***** Input data

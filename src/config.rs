//! Startup configuration for the assistant.
//!
//! Built once from defaults, the settings file and environment variables,
//! then handed to the registry and detector. Nothing here is global.

use std::fmt;
use std::str::FromStr;
use std::time::Duration;

use anyhow::{bail, Context, Result};
use serde::{Deserialize, Serialize};
use tokio::sync::Semaphore;
use url::Url;

use crate::assist::detector::{DEFAULT_DETECTOR_TIMEOUT, DEFAULT_DETECTOR_URL};
use crate::assist::registry::ModelBindings;
use crate::utils::settings::Settings;

/// Environment variable selecting the model provider.
pub const ENV_PROVIDER: &str = "CODE_ASSIST_PROVIDER";
/// Environment variable overriding the provider base URL.
pub const ENV_BASE_URL: &str = "CODE_ASSIST_BASE_URL";
/// Environment variables holding the provider API key, in priority order.
pub const ENV_API_KEYS: &[&str] = &["CODE_ASSIST_API_KEY", "OPENAI_API_KEY"];
/// Environment variable overriding the explanation model.
pub const ENV_EXPLANATION_MODEL: &str = "CODE_ASSIST_EXPLANATION_MODEL";
/// Environment variable overriding the generation model.
pub const ENV_GENERATION_MODEL: &str = "CODE_ASSIST_GENERATION_MODEL";
/// Environment variable overriding the translation model.
pub const ENV_TRANSLATION_MODEL: &str = "CODE_ASSIST_TRANSLATION_MODEL";
/// Environment variable overriding the default model.
pub const ENV_DEFAULT_MODEL: &str = "CODE_ASSIST_DEFAULT_MODEL";
/// Environment variable overriding the detector endpoint.
pub const ENV_DETECTOR_URL: &str = "CODE_ASSIST_DETECTOR_URL";
/// Environment variable overriding the detector timeout in seconds.
pub const ENV_DETECTOR_TIMEOUT: &str = "CODE_ASSIST_DETECTOR_TIMEOUT_SECS";
/// Environment variable setting a model deadline in seconds.
pub const ENV_MODEL_TIMEOUT: &str = "CODE_ASSIST_MODEL_TIMEOUT_SECS";

/// Backend serving the models.
#[derive(Debug, Clone, Copy, PartialEq, Eq, Default, Deserialize, Serialize)]
pub enum ProviderKind {
    /// Ollama's native generate API.
    #[default]
    #[serde(rename = "ollama")]
    Ollama,
    /// Any OpenAI-compatible chat completions API.
    #[serde(rename = "openai")]
    OpenAi,
}

impl fmt::Display for ProviderKind {
    fn fmt(&self, f: &mut fmt::Formatter<'_>) -> fmt::Result {
        match self {
            Self::Ollama => write!(f, "ollama"),
            Self::OpenAi => write!(f, "openai"),
        }
    }
}

impl FromStr for ProviderKind {
    type Err = anyhow::Error;

    fn from_str(s: &str) -> Result<Self> {
        match s.trim().to_lowercase().as_str() {
            "ollama" => Ok(Self::Ollama),
            "openai" => Ok(Self::OpenAi),
            other => bail!("Unknown provider '{other}', expected 'ollama' or 'openai'"),
        }
    }
}

/// Language detection endpoint settings.
#[derive(Debug, Clone, PartialEq, Eq, Deserialize, Serialize)]
#[serde(default, rename_all = "camelCase")]
pub struct DetectorConfig {
    /// Classifier URL.
    pub endpoint: String,
    /// Request bound in seconds.
    pub timeout_secs: u64,
}

impl Default for DetectorConfig {
    fn default() -> Self {
        Self {
            endpoint: DEFAULT_DETECTOR_URL.to_string(),
            timeout_secs: DEFAULT_DETECTOR_TIMEOUT.as_secs(),
        }
    }
}

impl DetectorConfig {
    /// Returns the request bound.
    pub fn timeout(&self) -> Duration {
        Duration::from_secs(self.timeout_secs)
    }
}

/// Everything the assistant needs at startup.
#[derive(Debug, Clone, Default, PartialEq, Eq, Deserialize, Serialize)]
#[serde(default, rename_all = "camelCase")]
pub struct AssistConfig {
    /// Model backend.
    pub provider: ProviderKind,
    /// Backend base URL; the provider default when unset.
    #[serde(skip_serializing_if = "Option::is_none")]
    pub base_url: Option<String>,
    /// Bearer token for the backend.
    #[serde(skip_serializing)]
    pub api_key: Option<String>,
    /// Model bound to each task kind.
    pub models: ModelBindings,
    /// Model for unrecognised task kinds; the explanation model when unset.
    #[serde(skip_serializing_if = "Option::is_none")]
    pub default_model: Option<String>,
    /// Language detection endpoint.
    pub detector: DetectorConfig,
    /// Deadline for a single model invocation.
    #[serde(skip_serializing_if = "Option::is_none")]
    pub model_timeout_secs: Option<u64>,
    /// Maximum in-flight requests per model.
    #[serde(skip_serializing_if = "Option::is_none")]
    pub max_concurrent_requests: Option<usize>,
}

impl AssistConfig {
    /// Loads configuration from the default settings file and environment.
    pub fn load() -> Result<Self> {
        let settings = Settings::load()?;
        Self::from_settings(&settings)
    }

    /// Builds configuration from loaded settings plus the environment.
    ///
    /// Environment variables win over the settings file's `env` map, which
    /// wins over its `assist` section.
    pub fn from_settings(settings: &Settings) -> Result<Self> {
        let mut config = settings.assist.clone().unwrap_or_default();
        config.apply_overrides(|key| settings.get_env_var(key))?;
        config.validate()?;
        Ok(config)
    }

    /// Applies overrides from `lookup`, keyed by the `CODE_ASSIST_*` names.
    pub fn apply_overrides<F>(&mut self, lookup: F) -> Result<()>
    where
        F: Fn(&str) -> Option<String>,
    {
        let value = |key: &str| lookup(key).filter(|v| !v.trim().is_empty());

        if let Some(provider) = value(ENV_PROVIDER) {
            self.provider = provider
                .parse()
                .with_context(|| format!("Invalid {ENV_PROVIDER}"))?;
        }
        if let Some(base_url) = value(ENV_BASE_URL) {
            self.base_url = Some(base_url);
        }
        if let Some(api_key) = ENV_API_KEYS.iter().copied().find_map(|key| value(key)) {
            self.api_key = Some(api_key);
        }
        if let Some(model) = value(ENV_EXPLANATION_MODEL) {
            self.models.explanation = model;
        }
        if let Some(model) = value(ENV_GENERATION_MODEL) {
            self.models.generation = model;
        }
        if let Some(model) = value(ENV_TRANSLATION_MODEL) {
            self.models.translation = model;
        }
        if let Some(model) = value(ENV_DEFAULT_MODEL) {
            self.default_model = Some(model);
        }
        if let Some(endpoint) = value(ENV_DETECTOR_URL) {
            self.detector.endpoint = endpoint;
        }
        if let Some(secs) = value(ENV_DETECTOR_TIMEOUT) {
            self.detector.timeout_secs = parse_secs(ENV_DETECTOR_TIMEOUT, &secs)?;
        }
        if let Some(secs) = value(ENV_MODEL_TIMEOUT) {
            self.model_timeout_secs = Some(parse_secs(ENV_MODEL_TIMEOUT, &secs)?);
        }
        Ok(())
    }

    /// Rejects configurations the assistant cannot run with.
    pub fn validate(&self) -> Result<()> {
        for (kind, model) in [
            ("explanation", &self.models.explanation),
            ("generation", &self.models.generation),
            ("translation", &self.models.translation),
        ] {
            if model.trim().is_empty() {
                bail!("Model for {kind} must not be empty");
            }
        }
        if let Some(model) = &self.default_model {
            if model.trim().is_empty() {
                bail!("Default model must not be empty");
            }
        }
        check_http_url("Detector endpoint", &self.detector.endpoint)?;
        if let Some(base_url) = &self.base_url {
            check_http_url("Provider base URL", base_url)?;
        }
        if self.detector.timeout_secs == 0 {
            bail!("Detector timeout must be at least one second");
        }
        if self.model_timeout_secs == Some(0) {
            bail!("Model timeout must be at least one second");
        }
        if let Some(limit) = self.max_concurrent_requests {
            if limit == 0 {
                bail!("maxConcurrentRequests must be at least 1");
            }
            if limit > Semaphore::MAX_PERMITS {
                bail!(
                    "maxConcurrentRequests must be at most {}",
                    Semaphore::MAX_PERMITS
                );
            }
        }
        Ok(())
    }

    /// Returns the model used for unrecognised task kinds.
    pub fn default_model(&self) -> &str {
        self.default_model
            .as_deref()
            .unwrap_or(&self.models.explanation)
    }

    /// Returns the model invocation deadline, if any.
    pub fn model_timeout(&self) -> Option<Duration> {
        self.model_timeout_secs.map(Duration::from_secs)
    }
}

fn parse_secs(key: &str, value: &str) -> Result<u64> {
    value
        .trim()
        .parse()
        .with_context(|| format!("{key} must be a whole number of seconds, got '{value}'"))
}

fn check_http_url(what: &str, value: &str) -> Result<()> {
    let url = Url::parse(value).with_context(|| format!("{what} is not a valid URL: {value}"))?;
    if !matches!(url.scheme(), "http" | "https") {
        bail!("{what} must use http or https: {value}");
    }
    Ok(())
}
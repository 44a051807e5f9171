//! Programming language labels and fence-tag matching.

use std::fmt;

use serde::{Serialize, Serializer};

/// Languages offered by the interactive front end.
pub const SUPPORTED_LANGUAGES: &[&str] = &[
    "Python",
    "JavaScript",
    "C++",
    "Java",
    "C#",
    "Go",
    "Swift",
    "Kotlin",
];

/// Rendered form of [`LanguageLabel::Unknown`].
pub const UNKNOWN: &str = "Unknown";

/// Groups of names that refer to the same language in fence tags.
const ALIASES: &[&[&str]] = &[
    &["javascript", "js", "node"],
    &["typescript", "ts"],
    &["python", "py", "python3"],
    &["c++", "cpp", "cxx"],
    &["c#", "csharp", "cs"],
    &["go", "golang"],
    &["rust", "rs"],
    &["kotlin", "kt"],
    &["shell", "sh", "bash"],
];

/// Name of a programming language, or the `Unknown` sentinel.
///
/// A `Known` label always holds a trimmed, non-empty name.
#[derive(Debug, Clone, PartialEq, Eq, Hash, Default)]
pub enum LanguageLabel {
    /// A detected or requested language.
    Known(String),
    /// The language could not be determined.
    #[default]
    Unknown,
}

impl LanguageLabel {
    /// Builds a label, mapping blank input and the literal `unknown` to
    /// [`LanguageLabel::Unknown`].
    pub fn new(name: impl AsRef<str>) -> Self {
        let name = name.as_ref().trim();
        if name.is_empty() || name.eq_ignore_ascii_case(UNKNOWN) {
            Self::Unknown
        } else {
            Self::Known(name.to_string())
        }
    }

    /// Returns `true` for the `Unknown` sentinel.
    pub fn is_unknown(&self) -> bool {
        matches!(self, Self::Unknown)
    }

    /// Returns the label text; `"Unknown"` for the sentinel.
    pub fn as_str(&self) -> &str {
        match self {
            Self::Known(name) => name,
            Self::Unknown => UNKNOWN,
        }
    }

    /// Whether a fence tag names this language.
    ///
    /// The sentinel never matches.
    pub fn matches_tag(&self, tag: &str) -> bool {
        match self {
            Self::Known(name) => names_match(name, tag),
            Self::Unknown => false,
        }
    }
}

impl From<&str> for LanguageLabel {
    fn from(name: &str) -> Self {
        Self::new(name)
    }
}

impl From<String> for LanguageLabel {
    fn from(name: String) -> Self {
        Self::new(name)
    }
}

impl From<Option<String>> for LanguageLabel {
    fn from(name: Option<String>) -> Self {
        name.map_or(Self::Unknown, Self::new)
    }
}

impl fmt::Display for LanguageLabel {
    fn fmt(&self, f: &mut fmt::Formatter<'_>) -> fmt::Result {
        f.write_str(self.as_str())
    }
}

impl Serialize for LanguageLabel {
    fn serialize<S: Serializer>(&self, serializer: S) -> Result<S::Ok, S::Error> {
        serializer.serialize_str(self.as_str())
    }
}

/// Case-insensitive comparison of two language names, honouring aliases.
pub fn names_match(a: &str, b: &str) -> bool {
    let a = a.trim().to_lowercase();
    let b = b.trim().to_lowercase();
    if a.is_empty() || b.is_empty() {
        return false;
    }
    if a == b {
        return true;
    }
    ALIASES
        .iter()
        .any(|group| group.contains(&a.as_str()) && group.contains(&b.as_str()))
}
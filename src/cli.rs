//! CLI interface for code-assist.

use anyhow::Result;
use clap::{Parser, Subcommand};

pub mod config;
pub mod tasks;

use crate::assist::language::SUPPORTED_LANGUAGES;

/// code-assist: explain, generate and translate code with language models.
#[derive(Parser)]
#[command(name = "code-assist")]
#[command(about = "Explain, generate and translate code with language models", long_about = None)]
#[command(version)]
pub struct Cli {
    /// The main command to execute.
    #[command(subcommand)]
    pub command: Commands,
}

/// Main command categories.
#[derive(Subcommand)]
pub enum Commands {
    /// Explains what a code snippet does.
    Explain(tasks::ExplainCommand),
    /// Generates code from a description.
    Generate(tasks::GenerateCommand),
    /// Translates a code snippet into another language.
    Translate(tasks::TranslateCommand),
    /// Lists the languages offered by default.
    Languages,
    /// Configuration inspection.
    Config(config::ConfigCommand),
}

impl Cli {
    /// Executes the CLI command.
    pub async fn execute(self) -> Result<()> {
        match self.command {
            Commands::Explain(cmd) => cmd.execute().await,
            Commands::Generate(cmd) => cmd.execute().await,
            Commands::Translate(cmd) => cmd.execute().await,
            Commands::Languages => {
                for language in SUPPORTED_LANGUAGES {
                    println!("{language}");
                }
                Ok(())
            }
            Commands::Config(cmd) => cmd.execute(),
        }
    }
}
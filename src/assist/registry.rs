//! Task-kind to model bindings.
//!
//! The registry is built once from configuration at startup and is read-only
//! afterwards, so requests share it without locking.

use std::collections::HashMap;
use std::fmt;
use std::str::FromStr;
use std::sync::Arc;

use anyhow::{Context, Result};
use serde::{Deserialize, Serialize};
use thiserror::Error;
use tokio::sync::Semaphore;
use tracing::{debug, info};

use crate::assist::ai::ollama::OllamaAiClient;
use crate::assist::ai::openai::OpenAiAiClient;
use crate::assist::ai::{AiClient, AiClientMetadata};
use crate::config::{AssistConfig, ProviderKind};

/// Model used for explanation and translation unless configured otherwise.
pub const DEFAULT_MODEL: &str = "codellama";

/// Model used for generation unless configured otherwise.
pub const DEFAULT_GENERATION_MODEL: &str = "deepseek-coder";

/// Sampling temperature sent to OpenAI-compatible backends.
const OPENAI_TEMPERATURE: f32 = 0.1;

/// The kind of work a request asks for.
#[derive(Debug, Clone, Copy, PartialEq, Eq, Hash)]
pub enum TaskKind {
    /// Explain what a snippet does.
    Explanation,
    /// Write code from a description.
    Generation,
    /// Port a snippet to another language.
    Translation,
}

impl TaskKind {
    /// All task kinds, in a stable order.
    pub const ALL: [Self; 3] = [Self::Explanation, Self::Generation, Self::Translation];

    /// Returns the configuration key for this kind.
    pub fn as_str(self) -> &'static str {
        match self {
            Self::Explanation => "explanation",
            Self::Generation => "generation",
            Self::Translation => "translation",
        }
    }
}

impl fmt::Display for TaskKind {
    fn fmt(&self, f: &mut fmt::Formatter<'_>) -> fmt::Result {
        f.write_str(self.as_str())
    }
}

/// Error for a string that names no task kind.
#[derive(Error, Debug, Clone, PartialEq, Eq)]
#[error("Unknown task kind: {0}")]
pub struct UnknownTaskKind(pub String);

impl FromStr for TaskKind {
    type Err = UnknownTaskKind;

    fn from_str(s: &str) -> Result<Self, Self::Err> {
        let key = s.trim();
        Self::ALL
            .into_iter()
            .find(|kind| kind.as_str().eq_ignore_ascii_case(key))
            .ok_or_else(|| UnknownTaskKind(s.to_string()))
    }
}

/// Model id bound to each task kind.
#[derive(Debug, Clone, PartialEq, Eq, Deserialize, Serialize)]
#[serde(default)]
pub struct ModelBindings {
    /// Model used to explain code.
    pub explanation: String,
    /// Model used to generate code.
    pub generation: String,
    /// Model used to translate code.
    pub translation: String,
}

impl Default for ModelBindings {
    fn default() -> Self {
        Self {
            explanation: DEFAULT_MODEL.to_string(),
            generation: DEFAULT_GENERATION_MODEL.to_string(),
            translation: DEFAULT_MODEL.to_string(),
        }
    }
}

impl ModelBindings {
    /// Returns the model id bound to `kind`.
    pub fn model_for(&self, kind: TaskKind) -> &str {
        match kind {
            TaskKind::Explanation => &self.explanation,
            TaskKind::Generation => &self.generation,
            TaskKind::Translation => &self.translation,
        }
    }
}

/// Shared reference to a model's completion capability.
///
/// Cloning is cheap. When a concurrency limit is set, callers beyond the
/// limit wait in FIFO order for a permit.
#[derive(Clone)]
pub struct ModelHandle {
    client: Arc<dyn AiClient>,
    permits: Option<Arc<Semaphore>>,
}

impl ModelHandle {
    /// Wraps a client with no concurrency limit.
    pub fn new(client: Arc<dyn AiClient>) -> Self {
        Self {
            client,
            permits: None,
        }
    }

    /// Limits in-flight completions on this handle to `limit`.
    ///
    /// The limit is clamped to `1..=Semaphore::MAX_PERMITS`.
    pub fn with_concurrency_limit(mut self, limit: usize) -> Self {
        let limit = limit.clamp(1, Semaphore::MAX_PERMITS);
        self.permits = Some(Arc::new(Semaphore::new(limit)));
        self
    }

    /// Returns metadata of the underlying client.
    pub fn metadata(&self) -> AiClientMetadata {
        self.client.get_metadata()
    }

    /// Returns the backing model id.
    pub fn model(&self) -> String {
        self.metadata().model
    }

    /// Whether both handles share the same client.
    pub fn same_model(&self, other: &Self) -> bool {
        Arc::ptr_eq(&self.client, &other.client)
    }

    /// Sends `prompt` to the model, waiting for a permit if limited.
    pub async fn complete(&self, prompt: &str) -> Result<String> {
        let _permit = match &self.permits {
            Some(permits) => Some(
                permits
                    .acquire()
                    .await
                    .context("Model request queue closed")?,
            ),
            None => None,
        };
        self.client.complete(prompt).await
    }
}

impl fmt::Debug for ModelHandle {
    fn fmt(&self, f: &mut fmt::Formatter<'_>) -> fmt::Result {
        let meta = self.metadata();
        f.debug_struct("ModelHandle")
            .field("provider", &meta.provider)
            .field("model", &meta.model)
            .field("limited", &self.permits.is_some())
            .finish()
    }
}

/// Immutable mapping from task kind to model handle.
#[derive(Debug, Clone)]
pub struct ModelRegistry {
    bindings: HashMap<TaskKind, ModelHandle>,
    default: ModelHandle,
}

impl ModelRegistry {
    /// Creates a registry where every kind resolves to `default`.
    pub fn new(default: ModelHandle) -> Self {
        Self {
            bindings: HashMap::new(),
            default,
        }
    }

    /// Binds `kind` to `handle`.
    #[must_use]
    pub fn bind(mut self, kind: TaskKind, handle: ModelHandle) -> Self {
        self.bindings.insert(kind, handle);
        self
    }

    /// Builds handles for each bound model id using `factory`.
    ///
    /// Each distinct model id is built once; kinds bound to the same id
    /// share a handle, and so does the default when its id is bound.
    pub fn from_bindings<F>(bindings: &ModelBindings, default_model: &str, mut factory: F) -> Result<Self>
    where
        F: FnMut(&str) -> Result<ModelHandle>,
    {
        let mut built: HashMap<String, ModelHandle> = HashMap::new();
        let mut handle_for = |model: &str| -> Result<ModelHandle> {
            if let Some(handle) = built.get(model) {
                return Ok(handle.clone());
            }
            let handle = factory(model)
                .with_context(|| format!("Failed to create client for model {model}"))?;
            built.insert(model.to_string(), handle.clone());
            Ok(handle)
        };

        let mut registry = Self::new(handle_for(default_model)?);
        for kind in TaskKind::ALL {
            let model = bindings.model_for(kind);
            registry = registry.bind(kind, handle_for(model)?);
            debug!(task = %kind, model = %model, "Bound task kind to model");
        }
        Ok(registry)
    }

    /// Builds the registry described by `config`.
    pub fn from_config(config: &AssistConfig) -> Result<Self> {
        let default_model = config.default_model();
        let registry = Self::from_bindings(&config.models, default_model, |model| {
            let client: Arc<dyn AiClient> = match config.provider {
                ProviderKind::Ollama => Arc::new(OllamaAiClient::new(
                    model.to_string(),
                    config.base_url.clone(),
                )?),
                ProviderKind::OpenAi => Arc::new(OpenAiAiClient::new(
                    model.to_string(),
                    config.api_key.clone(),
                    config.base_url.clone(),
                    Some(OPENAI_TEMPERATURE),
                )?),
            };
            let handle = ModelHandle::new(client);
            Ok(match config.max_concurrent_requests {
                Some(limit) => handle.with_concurrency_limit(limit),
                None => handle,
            })
        })?;
        info!(
            provider = %config.provider,
            explanation = %config.models.explanation,
            generation = %config.models.generation,
            translation = %config.models.translation,
            default = %default_model,
            "Model registry initialised"
        );
        Ok(registry)
    }

    /// Resolves a task kind name; unrecognised names get the default model.
    pub fn select(&self, task_kind: &str) -> ModelHandle {
        match task_kind.parse::<TaskKind>() {
            Ok(kind) => self.select_kind(kind),
            Err(e) => {
                debug!(error = %e, "Using default model");
                self.default.clone()
            }
        }
    }

    /// Resolves a task kind; unbound kinds get the default model.
    pub fn select_kind(&self, kind: TaskKind) -> ModelHandle {
        self.bindings
            .get(&kind)
            .unwrap_or(&self.default)
            .clone()
    }

    /// Returns the handle used for unrecognised task kinds.
    pub fn default_handle(&self) -> &ModelHandle {
        &self.default
    }
}
//! Settings and configuration utilities.
//!
//! This module reads settings from $HOME/.code-assist/settings.json and uses
//! them as a fallback for environment variables.

use std::collections::HashMap;
use std::env;
use std::fs;
use std::path::{Path, PathBuf};

use anyhow::{Context, Result};
use serde::Deserialize;

use crate::config::AssistConfig;

/// Settings loaded from $HOME/.code-assist/settings.json.
#[derive(Debug, Default, Deserialize)]
pub struct Settings {
    /// Environment variable overrides.
    #[serde(default)]
    pub env: HashMap<String, String>,

    /// Assistant configuration section.
    #[serde(default)]
    pub assist: Option<AssistConfig>,
}

impl Settings {
    /// Loads settings from the default location.
    pub fn load() -> Result<Self> {
        let settings_path = Self::get_settings_path()?;
        Self::load_from_path(&settings_path)
    }

    /// Loads settings from a specific path.
    pub fn load_from_path<P: AsRef<Path>>(path: P) -> Result<Self> {
        let path = path.as_ref();

        // A missing file means defaults
        if !path.exists() {
            return Ok(Self::default());
        }

        let content = fs::read_to_string(path)
            .with_context(|| format!("Failed to read settings file: {}", path.display()))?;

        serde_json::from_str::<Self>(&content)
            .with_context(|| format!("Failed to parse settings file: {}", path.display()))
    }

    /// Returns the default settings path.
    pub fn get_settings_path() -> Result<PathBuf> {
        let home_dir = dirs::home_dir().context("Failed to determine home directory")?;

        Ok(home_dir.join(".code-assist").join("settings.json"))
    }

    /// Returns an environment variable with fallback to settings.
    ///
    /// A variable that is unset or blank falls through to the settings map.
    pub fn get_env_var(&self, key: &str) -> Option<String> {
        env::var(key)
            .ok()
            .filter(|value| !value.trim().is_empty())
            .or_else(|| self.env.get(key).cloned())
    }
}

**********

## Task item
Copy all lines of the preceding data that hold the word "flight".

## Response to the task
    /// Maximum in-flight requests per model.
    /// Limits in-flight completions on this handle to `limit`.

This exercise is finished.